In the tenth year of the war,1
the Senate abolished the other magistracies and appointed Camillus dictator. After choosing Cornelius Scipio as his master of horse, in the first place he made solemn vows to the gods that, in case the war had a glorious ending, he would celebrate the great games in their honour, and dedicate a temple to a goddess whom the Romans call Mater Matuta.
From the sacred rites used in the worship of this goddess, she might be held to be almost identical with Leucothea. The women bring a serving-maid into the sanctuary and beat her with rods, then drive her forth again; they embrace their nephews and nieces in preference to their own children; and their conduct at the sacrifice resembles that of the nurses of Dionysus, or that of Ino under the afflictions put upon her by her husband's concubine.
After his vows, Camillus invaded the country of the Faliscans and conquered them in a great battle, together with the Capenates who came up to their aid.
Then he turned to the siege of Veii, and seeing that direct assault upon the city was a grievous and difficult matter, he went to digging mines, since the region round the city favoured such works, and allowed their being carried to a great depth without the enemy's knowing about it. So then, when his hopes were well on their way to fulfilment, he himself assaulted the city from the outside, and thus called the enemy away to man their walls; while others secretly made their way along the mines and reached unnoticed the interior of the citadel, where the temple of Juno stood, the largest temple in the city, and the one most held in honour.
There, it is said, at this very juncture, the commander of the Tuscans chanced to be sacrificing, and his seer, when he beheld the entrails of the victim, cried out with a loud voice and said that the god awarded victory to him who should fulfill that sacrifice. The Romans in the mines below, hearing this utterance, quickly tore away the pavement of the temple and issued forth with battle cries and clash of arms, whereat the enemy were terrified and fled away.

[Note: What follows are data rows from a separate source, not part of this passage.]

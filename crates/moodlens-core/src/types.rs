//! Core types for moodlens classification.

use serde::{Deserialize, Serialize};
use std::fmt;

/// The response returned to callers.
///
/// Serializes to exactly three fields: `emotion`, `confidence`, `insights`.
#[derive(Debug, Clone, PartialEq, Serialize, Deserialize)]
pub struct ClassificationResult {
    /// Guessed emotion label, never empty
    pub emotion: String,

    /// Synthetic certainty in [0, 1]
    pub confidence: f64,

    /// Supportive text for the user
    pub insights: String,
}

/// A classification plus the trace of how it was reached.
#[derive(Debug, Clone, PartialEq)]
pub struct Classification {
    /// The caller-facing result
    pub result: ClassificationResult,

    /// Keyword that decided the result, `None` on the fallback path
    pub matched_keyword: Option<&'static str>,
}

impl Classification {
    /// Whether the result came from the fallback pool.
    pub fn is_fallback(&self) -> bool {
        self.matched_keyword.is_none()
    }

    pub fn into_result(self) -> ClassificationResult {
        self.result
    }
}

/// How input text is mapped to an entry.
#[derive(Debug, Clone, Copy, Default, PartialEq, Eq, Serialize, Deserialize)]
#[serde(rename_all = "snake_case")]
pub enum Strategy {
    /// First keyword in lexicon order wins; confidence is random.
    #[default]
    FirstMatch,

    /// Entry with the most keyword hits wins; confidence follows the score.
    Scored,
}

impl Strategy {
    pub fn as_str(&self) -> &'static str {
        match self {
            Self::FirstMatch => "first_match",
            Self::Scored => "scored",
        }
    }
}

impl fmt::Display for Strategy {
    fn fmt(&self, f: &mut fmt::Formatter<'_>) -> fmt::Result {
        f.write_str(self.as_str())
    }
}
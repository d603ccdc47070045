//! Synthetic confidence bands.
//!
//! Confidence has no statistical grounding; it exists for display. A keyword
//! hit draws from a higher band than the fallback guess, and that asymmetry
//! must hold for every result.

use rand::Rng;

/// A half-open range `[low, high)` of confidence values.
#[derive(Debug, Clone, Copy, PartialEq)]
pub struct ConfidenceBand {
    pub low: f64,
    pub high: f64,
}

impl ConfidenceBand {
    /// Band used when an explicit keyword fired.
    pub const KEYWORD: ConfidenceBand = ConfidenceBand { low: 0.70, high: 1.00 };

    /// Band used when falling back to a default guess.
    pub const FALLBACK: ConfidenceBand = ConfidenceBand { low: 0.60, high: 0.80 };

    /// Draw a value uniformly from the band.
    pub fn sample<R: Rng + ?Sized>(&self, rng: &mut R) -> f64 {
        rng.gen_range(self.low..self.high)
    }

    /// Whether `value` lies inside the band.
    pub fn contains(&self, value: f64) -> bool {
        value >= self.low && value < self.high
    }
}
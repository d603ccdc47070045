//! The emotion lexicon.
//!
//! A fixed, ordered table mapping each emotion to the keywords that trigger it
//! and the insight text shown alongside it. Scan order is the table order, so
//! an earlier entry always wins over a later one when both could match.
//!
//! Matching is a plain case-insensitive substring test. "hard" inside
//! "hardware" matches Frustrated; that is existing behavior and is kept.

use lazy_static::lazy_static;
use std::collections::HashMap;

/// A single lexicon record.
#[derive(Debug, Clone, Copy, PartialEq, Eq)]
pub struct EmotionEntry {
    /// Emotion label, unique across the lexicon
    pub emotion: &'static str,

    /// Lower-case keywords, scanned in order
    pub keywords: &'static [&'static str],

    /// Supportive text returned when this entry matches
    pub insights: &'static str,
}

/// The lexicon, in scan order.
pub static LEXICON: [EmotionEntry; 6] = [
    EmotionEntry {
        emotion: "Anxious",
        keywords: &["nervous", "worried", "scared", "afraid", "interview", "test", "exam"],
        insights: "It's natural to feel anxious about new experiences. Consider deep breathing exercises or positive visualization.",
    },
    EmotionEntry {
        emotion: "Excited",
        keywords: &["excited", "happy", "thrilled", "amazing", "great", "wonderful", "love"],
        insights: "Your excitement shows positive anticipation! Channel this energy into productive preparation.",
    },
    EmotionEntry {
        emotion: "Frustrated",
        keywords: &["frustrated", "angry", "annoyed", "difficult", "hard", "struggle"],
        insights: "Frustration often indicates you care deeply about the outcome. Take breaks and approach challenges step by step.",
    },
    EmotionEntry {
        emotion: "Sad",
        keywords: &["sad", "down", "depressed", "lonely", "hurt", "disappointed"],
        insights: "It's okay to feel sad sometimes. Consider reaching out to friends or engaging in activities you enjoy.",
    },
    EmotionEntry {
        emotion: "Calm",
        keywords: &["calm", "peaceful", "relaxed", "content", "serene", "balanced"],
        insights: "Your sense of calm is valuable. This balanced state can help you make clearer decisions.",
    },
    EmotionEntry {
        emotion: "Confused",
        keywords: &["confused", "unsure", "don't know", "uncertain", "mixed"],
        insights: "Confusion is often the first step toward clarity. Consider breaking down complex situations into smaller parts.",
    },
];

/// Fallback labels used when no keyword matches.
pub static DEFAULT_POOL: [&str; 3] = ["Happy", "Calm", "Thoughtful"];

/// Insight text shared by every fallback result.
pub const DEFAULT_INSIGHTS: &str =
    "Your reflection shows self-awareness, which is a positive step toward emotional understanding.";

lazy_static! {
    /// Lower-cased emotion name to lexicon entry.
    static ref EMOTION_INDEX: HashMap<String, &'static EmotionEntry> = LEXICON
        .iter()
        .map(|entry| (entry.emotion.to_lowercase(), entry))
        .collect();
}

/// A keyword hit: the entry it belongs to and the keyword that fired.
#[derive(Debug, Clone, Copy, PartialEq, Eq)]
pub struct KeywordMatch {
    pub entry: &'static EmotionEntry,
    pub keyword: &'static str,
}

/// Find the first keyword, in lexicon order, contained in `text`.
///
/// Entries are scanned in table order and each entry's keywords in their
/// listed order. The first hit wins regardless of where it appears in the
/// text or how many other keywords also match.
///
/// # Examples
///
/// ```
/// use moodlens_core::lexicon::find_first_match;
///
/// let hit = find_first_match("So EXCITED but also nervous").unwrap();
/// assert_eq!(hit.entry.emotion, "Anxious");
/// assert_eq!(hit.keyword, "nervous");
/// ```
pub fn find_first_match(text: &str) -> Option<KeywordMatch> {
    let text_lower = text.to_lowercase();

    LEXICON.iter().find_map(|entry| {
        entry
            .keywords
            .iter()
            .find(|kw| text_lower.contains(**kw))
            .map(|kw| KeywordMatch { entry, keyword: *kw })
    })
}

/// Look up an entry by emotion name, ignoring case.
pub fn entry(emotion: &str) -> Option<&'static EmotionEntry> {
    EMOTION_INDEX.get(&emotion.trim().to_lowercase()).copied()
}

/// Emotion names in lexicon order.
pub fn emotions() -> impl Iterator<Item = &'static str> {
    LEXICON.iter().map(|entry| entry.emotion)
}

The sacrificial entrails were then seized and carried to Camillus.
But possibly this will seem like fable.
At any rate the city was taken by storm, and the Romans were pillaging and plundering its boundless wealth, when Camillus, seeing from the citadel what was going on, at first burst into tears as he stood, and then, on being congratulated by the bystanders, lifted up his hands to the gods and prayed, saying:
‘O greatest Jupiter, and ye gods who see and judge men's good and evil deeds, ye surely know that it is not unjustly, but of necessity and in self-defence that we Romans have visited its iniquity upon this city of hostile and lawless men. But if, as counterpoise to this our present success, some retribution is due to come upon us, spare, I beseech you, the city and the army of the Romans, and let it fall upon my own head, though with as little harm as may be.’
With these words, as the Romans' custom is after prayer and adoration, he wheeled himself about to the right, but stumbled and fell as he turned. The bystanders were confounded, but he picked himself up again from his fall and said:
‘My prayer is granted! a slight fall is my atonement for the greatest good fortune.’